[[ DATA UNDER STUDY, beginning ]]
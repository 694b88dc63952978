use std::io::Write;
use std::sync::Arc;

use anyhow::{Context, Result};
use clap::Parser;

use campaign_mailer::campaign::CampaignRunner;
use campaign_mailer::cli::Cli;
use campaign_mailer::config::Settings;
use campaign_mailer::error::AppError;
use campaign_mailer::mailer::{MailTransport, SmtpMailer};
use campaign_mailer::metrics::encode_metrics;
use campaign_mailer::records::RecordReader;
use campaign_mailer::results::ResultLog;
use campaign_mailer::telemetry::init_tracing;
use campaign_mailer::template::TemplateSet;

#[tokio::main]
async fn main() -> Result<()> {
    init_tracing();

    let cli = Cli::parse();

    // Load configuration
    let settings = Settings::new()?;
    let options = cli.run_options(&settings);
    let sender = settings.sender();
    tracing::info!(dry_run = options.dry_run, "Configuration loaded");

    // Transport problems are fatal, so check them before touching any row
    let transport: Option<Arc<dyn MailTransport>> = if options.dry_run {
        None
    } else {
        let smtp = settings.smtp()?;
        let mailer = SmtpMailer::new(&smtp, &sender).map_err(|e| AppError::InvalidValue {
            key: "SMTP_HOST".to_string(),
            message: e.to_string(),
        })?;
        Some(Arc::new(mailer))
    };

    let templates = Arc::new(TemplateSet::load(&cli.templates).map_err(AppError::from)?);
    let mut log = ResultLog::open_append(&cli.results)?;
    let records = RecordReader::open(&cli.csv)?;
    tracing::info!(
        path = %cli.csv.display(),
        columns = %records.headers().join(","),
        "Input opened"
    );

    let runner = CampaignRunner::new(templates, sender, transport, options)?;

    let mut stdout = std::io::stdout().lock();
    let summary = runner.run(records, &mut log, &mut stdout).await?;

    if cli.json {
        serde_json::to_writer(&mut stdout, &summary)?;
        writeln!(stdout)?;
    } else {
        writeln!(stdout, "{}", summary)?;
    }

    if let Some(path) = &cli.metrics_file {
        let text = encode_metrics()?;
        std::fs::write(path, text)
            .with_context(|| format!("failed to write metrics to {}", path.display()))?;
        tracing::info!(path = %path.display(), "Metrics written");
    }

    Ok(())
}
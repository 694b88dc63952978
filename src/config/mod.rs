mod settings;

pub use settings::{parse_flag, InlineLogo, SenderConfig, Settings, SmtpConfig};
[[ DATA UNDER STUDY, end ]]
* **ASSIGNMENT**: Quote only the stretch of lines that starts the data above and ends with the line containing "let cli = Cli::parse();", both included.

* **REPLY TO THE EXERCISE**:
repository 694b88dc63952978
use std::io::Write;
use std::sync::Arc;

use anyhow::{Context, Result};
use clap::Parser;

use campaign_mailer::campaign::CampaignRunner;
use campaign_mailer::cli::Cli;
use campaign_mailer::config::Settings;
use campaign_mailer::error::AppError;
use campaign_mailer::mailer::{MailTransport, SmtpMailer};
use campaign_mailer::metrics::encode_metrics;
use campaign_mailer::records::RecordReader;
use campaign_mailer::results::ResultLog;
use campaign_mailer::telemetry::init_tracing;
use campaign_mailer::template::TemplateSet;

#[tokio::main]
async fn main() -> Result<()> {
    init_tracing();

    let cli = Cli::parse();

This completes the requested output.